◆ Required work: Please find the lines in the following records that hold "store", and copy them.

◆ Records for the task:
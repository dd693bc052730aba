//! End-to-end synchronization tests against an in-process fake console.
//!
//! The fake console is a `TcpListener` on a loopback port speaking framed
//! OSC: it answers `/eos/get/.../count` and `/index/` requests from a
//! shared show description, and the tests inject notifies and events to
//! exercise the live-edit paths.

use std::collections::HashMap;
use std::io::{Read, Write};
use std::net::{TcpListener, TcpStream};
use std::sync::atomic::{AtomicBool, Ordering};
use std::sync::mpsc;
use std::sync::{Arc, Mutex};
use std::thread::{self, JoinHandle};
use std::time::{Duration, Instant};

use eosync::{EosConsole, SyncState};
use rosc::{OscMessage, OscPacket, OscType};

#[derive(Clone)]
struct FakeTarget {
    id: String,
    uid: String,
    label: String,
    extra_groups: Vec<String>,
}

impl FakeTarget {
    fn new(id: &str, uid: &str, label: &str, extra_groups: &[&str]) -> Self {
        Self {
            id: id.to_string(),
            uid: uid.to_string(),
            label: label.to_string(),
            extra_groups: extra_groups.iter().map(|g| g.to_string()).collect(),
        }
    }
}

/// Show description keyed by request base ("group", "cuelist", "cue/5", ...).
type Show = HashMap<String, Vec<FakeTarget>>;

struct FakeConsole {
    port: u16,
    show: Arc<Mutex<Show>>,
    inject_tx: mpsc::Sender<OscMessage>,
    subscribed: Arc<AtomicBool>,
    stop: Arc<AtomicBool>,
    handle: Option<JoinHandle<()>>,
}

impl FakeConsole {
    fn spawn(show: Show) -> Self {
        let listener = TcpListener::bind("127.0.0.1:0").unwrap();
        let port = listener.local_addr().unwrap().port();
        let show = Arc::new(Mutex::new(show));
        let subscribed = Arc::new(AtomicBool::new(false));
        let stop = Arc::new(AtomicBool::new(false));
        let (inject_tx, inject_rx) = mpsc::channel::<OscMessage>();

        let handle = {
            let show = Arc::clone(&show);
            let subscribed = Arc::clone(&subscribed);
            let stop = Arc::clone(&stop);
            thread::spawn(move || {
                let (stream, _) = listener.accept().unwrap();
                serve(stream, &show, &inject_rx, &subscribed, &stop);
            })
        };

        Self {
            port,
            show,
            inject_tx,
            subscribed,
            stop,
            handle: Some(handle),
        }
    }

    fn update_show(&self, f: impl FnOnce(&mut Show)) {
        f(&mut self.show.lock().unwrap());
    }

    fn inject(&self, path: &str, args: Vec<OscType>) {
        self.inject_tx
            .send(OscMessage {
                addr: path.to_string(),
                args,
            })
            .unwrap();
    }
}

impl Drop for FakeConsole {
    fn drop(&mut self) {
        self.stop.store(true, Ordering::Relaxed);
        if let Some(handle) = self.handle.take() {
            let _ = handle.join();
        }
    }
}

fn frame(packet: &[u8]) -> Vec<u8> {
    let mut framed = Vec::with_capacity(4 + packet.len());
    framed.extend_from_slice(&(packet.len() as i32).to_be_bytes());
    framed.extend_from_slice(packet);
    framed
}

fn send_msg(stream: &mut TcpStream, path: &str, args: Vec<OscType>) {
    let packet = rosc::encoder::encode(&OscPacket::Message(OscMessage {
        addr: path.to_string(),
        args,
    }))
    .unwrap();
    stream.write_all(&frame(&packet)).unwrap();
}

fn send_target(stream: &mut TcpStream, key: &str, target: &FakeTarget) {
    send_msg(
        stream,
        &format!("/eos/out/get/{key}/{}", target.id),
        vec![
            OscType::String(target.id.clone()),
            OscType::String(target.uid.clone()),
            OscType::String(target.label.clone()),
        ],
    );
    for group in &target.extra_groups {
        send_msg(
            stream,
            &format!("/eos/out/get/{key}/{}/{group}", target.id),
            vec![],
        );
    }
}

fn serve(
    mut stream: TcpStream,
    show: &Mutex<Show>,
    inject: &mpsc::Receiver<OscMessage>,
    subscribed: &AtomicBool,
    stop: &AtomicBool,
) {
    stream
        .set_read_timeout(Some(Duration::from_millis(20)))
        .unwrap();
    let mut buffer: Vec<u8> = Vec::new();
    let mut chunk = [0u8; 4096];

    while !stop.load(Ordering::Relaxed) {
        while let Ok(msg) = inject.try_recv() {
            send_msg(&mut stream, &msg.addr, msg.args);
        }

        match stream.read(&mut chunk) {
            Ok(0) => break,
            Ok(n) => buffer.extend_from_slice(&chunk[..n]),
            Err(err)
                if err.kind() == std::io::ErrorKind::WouldBlock
                    || err.kind() == std::io::ErrorKind::TimedOut =>
            {
                continue;
            }
            Err(_) => break,
        }

        while buffer.len() >= 4 {
            let len = i32::from_be_bytes([buffer[0], buffer[1], buffer[2], buffer[3]]).max(0) as usize;
            if buffer.len() < 4 + len {
                break;
            }
            let packet: Vec<u8> = buffer.drain(..4 + len).skip(4).collect();
            if let Ok((_, OscPacket::Message(msg))) = rosc::decoder::decode_udp(&packet) {
                handle_request(&mut stream, show, subscribed, &msg);
            }
        }
    }
}

fn handle_request(stream: &mut TcpStream, show: &Mutex<Show>, subscribed: &AtomicBool, msg: &OscMessage) {
    if msg.addr == "/eos/subscribe" {
        if msg.args.first() == Some(&OscType::Bool(true)) {
            subscribed.store(true, Ordering::Relaxed);
        }
        return;
    }

    let Some(rest) = msg.addr.strip_prefix("/eos/get/") else {
        return;
    };

    let show = show.lock().unwrap();
    if let Some(key) = rest.strip_suffix("/count") {
        let count = show.get(key).map_or(0, Vec::len);
        send_msg(
            stream,
            &format!("/eos/out/get/{key}/count"),
            vec![OscType::Int(count as i32)],
        );
    } else if let Some((key, index)) = rest.split_once("/index/") {
        let index: usize = index.parse().unwrap();
        if let Some(target) = show.get(key).and_then(|targets| targets.get(index)) {
            send_target(stream, key, target);
        }
    } else if let Some((key, id)) = rest.rsplit_once('/') {
        match show
            .get(key)
            .and_then(|targets| targets.iter().find(|t| t.id == id))
        {
            Some(target) => send_target(stream, key, target),
            // a request for a target the console no longer has answers
            // with a bare id echo: no UID means deleted
            None => send_msg(
                stream,
                &format!("/eos/out/get/{key}/{id}"),
                vec![OscType::String(id.to_string())],
            ),
        }
    }
}

fn connect(console: &mut EosConsole, fake: &FakeConsole) {
    console.initialize("127.0.0.1", fake.port).unwrap();
    assert!(tick_until(console, Duration::from_secs(5), |c| c.is_connected()));
}

fn tick_until(
    console: &mut EosConsole,
    deadline: Duration,
    mut pred: impl FnMut(&EosConsole) -> bool,
) -> bool {
    let start = Instant::now();
    while start.elapsed() < deadline {
        console.tick();
        console.drain_log();
        if pred(console) {
            return true;
        }
        thread::sleep(Duration::from_millis(1));
    }
    false
}

fn sync_deadline() -> Duration {
    Duration::from_secs(15)
}

#[test]
fn test_cold_sync_empty_console() {
    let fake = FakeConsole::spawn(Show::new());
    let mut console = EosConsole::new();
    connect(&mut console, &fake);

    assert!(
        tick_until(&mut console, sync_deadline(), |c| c.is_synchronized()),
        "empty console must synchronize"
    );
    assert!(fake.subscribed.load(Ordering::Relaxed), "subscribe sent on connect");

    let groups = console.groups().expect("group list");
    assert_eq!(groups.status().value(), SyncState::Complete);
    assert_eq!(groups.num_targets(), 0);

    // the empty cue-list directory leaves a complete dummy cue list
    let dummy = console.cues(0).expect("dummy cue list");
    assert_eq!(dummy.status().value(), SyncState::Complete);

    console.shutdown();
    assert!(!console.is_running());
}

#[test]
fn test_cold_sync_one_group() {
    let mut show = Show::new();
    show.insert(
        "group".to_string(),
        vec![FakeTarget::new("1", "abc", "cyc", &["channels"])],
    );
    let fake = FakeConsole::spawn(show);
    let mut console = EosConsole::new();
    connect(&mut console, &fake);

    assert!(tick_until(&mut console, sync_deadline(), |c| c.is_synchronized()));

    let groups = console.groups().unwrap();
    assert_eq!(groups.num_targets(), 1);

    let num = "1".parse().unwrap();
    let target = groups.target(num, 0).expect("target (1,0)");
    assert_eq!(target.status().value(), SyncState::Complete);

    let general = target.group("").unwrap();
    assert_eq!(general.props.len(), 3);
    assert_eq!(general.props[2].value, "cyc");

    let by_uid = groups.target_by_uid("abc").expect("uid lookup");
    assert!(std::ptr::eq(by_uid, target));
}

#[test]
fn test_cue_list_discovery() {
    let mut show = Show::new();
    show.insert(
        "cuelist".to_string(),
        vec![FakeTarget::new("5", "cl-5", "Main", &["links"])],
    );
    show.insert(
        "cue/5".to_string(),
        vec![
            FakeTarget::new("1", "q-1", "Opening", &["fx", "links", "actions"]),
            FakeTarget::new("2.5", "q-2.5", "Blackout", &["fx", "links", "actions"]),
        ],
    );
    let fake = FakeConsole::spawn(show);
    let mut console = EosConsole::new();
    connect(&mut console, &fake);

    assert!(tick_until(&mut console, sync_deadline(), |c| c.is_synchronized()));

    let cues = console.cues(5).expect("cue list 5 discovered");
    assert_eq!(cues.list_id(), 5);
    assert_eq!(cues.num_targets(), 2);
    assert!(cues.target("2.5".parse().unwrap(), 0).is_some());
    assert!(console.cues(0).is_none(), "no dummy when real cue lists exist");
}

#[test]
fn test_live_add_via_notify() {
    let mut show = Show::new();
    show.insert(
        "group".to_string(),
        vec![FakeTarget::new("1", "abc", "cyc", &["channels"])],
    );
    let fake = FakeConsole::spawn(show);
    let mut console = EosConsole::new();
    connect(&mut console, &fake);
    assert!(tick_until(&mut console, sync_deadline(), |c| c.is_synchronized()));

    fake.update_show(|show| {
        show.get_mut("group")
            .unwrap()
            .push(FakeTarget::new("7", "ghj", "spots", &["channels"]));
    });
    fake.inject(
        "/eos/out/notify/group",
        vec![OscType::Int(42), OscType::String("7".into())],
    );

    // the notify demotes the mirror, the placeholder gets re-requested,
    // and the mirror converges on the new state
    assert!(tick_until(&mut console, sync_deadline(), |c| {
        c.is_synchronized() && c.groups().is_some_and(|g| g.num_targets() == 2)
    }));

    let groups = console.groups().unwrap();
    let target = groups.target("7".parse().unwrap(), 0).expect("added group");
    assert_eq!(target.status().value(), SyncState::Complete);
    assert_eq!(target.group("").unwrap().props[2].value, "spots");
    assert!(groups.target_by_uid("ghj").is_some());
}

#[test]
fn test_live_delete_via_notify() {
    let mut show = Show::new();
    show.insert(
        "group".to_string(),
        vec![
            FakeTarget::new("1", "abc", "cyc", &["channels"]),
            FakeTarget::new("2", "def", "truss", &["channels"]),
        ],
    );
    let fake = FakeConsole::spawn(show);
    let mut console = EosConsole::new();
    connect(&mut console, &fake);
    assert!(tick_until(&mut console, sync_deadline(), |c| c.is_synchronized()));
    console.clear_dirty();

    // group 1 is deleted on the console: the re-request after the notify
    // comes back without a UID
    fake.update_show(|show| {
        show.get_mut("group").unwrap().retain(|t| t.id != "1");
    });
    fake.inject(
        "/eos/out/notify/group",
        vec![OscType::Int(43), OscType::String("1".into())],
    );

    assert!(tick_until(&mut console, sync_deadline(), |c| {
        c.is_synchronized() && c.groups().is_some_and(|g| g.num_targets() == 1)
    }));

    let groups = console.groups().unwrap();
    assert!(groups.target("1".parse().unwrap(), 0).is_none());
    assert!(groups.target_by_uid("abc").is_none(), "uid index cleaned");
    assert!(groups.target_by_uid("def").is_some());
    assert!(groups.status().dirty(), "deletion leaves the list dirty");
}

#[test]
fn test_show_cleared_resets_and_resyncs() {
    let mut show = Show::new();
    show.insert(
        "macro".to_string(),
        vec![FakeTarget::new("3", "m-3", "houselights", &["text"])],
    );
    let fake = FakeConsole::spawn(show);
    let mut console = EosConsole::new();
    connect(&mut console, &fake);
    assert!(tick_until(&mut console, sync_deadline(), |c| c.is_synchronized()));

    fake.inject("/eos/out/event/show/cleared", vec![]);

    // the event tears the mirror down...
    assert!(tick_until(&mut console, sync_deadline(), |c| !c.is_synchronized()));

    // ...and the tick loop rebuilds it from scratch
    assert!(tick_until(&mut console, sync_deadline(), |c| {
        c.is_synchronized() && c.macros().is_some_and(|m| m.num_targets() == 1)
    }));
}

◆ Response area:
        self.stop.store(true, Ordering::Relaxed);
            subscribed.store(true, Ordering::Relaxed);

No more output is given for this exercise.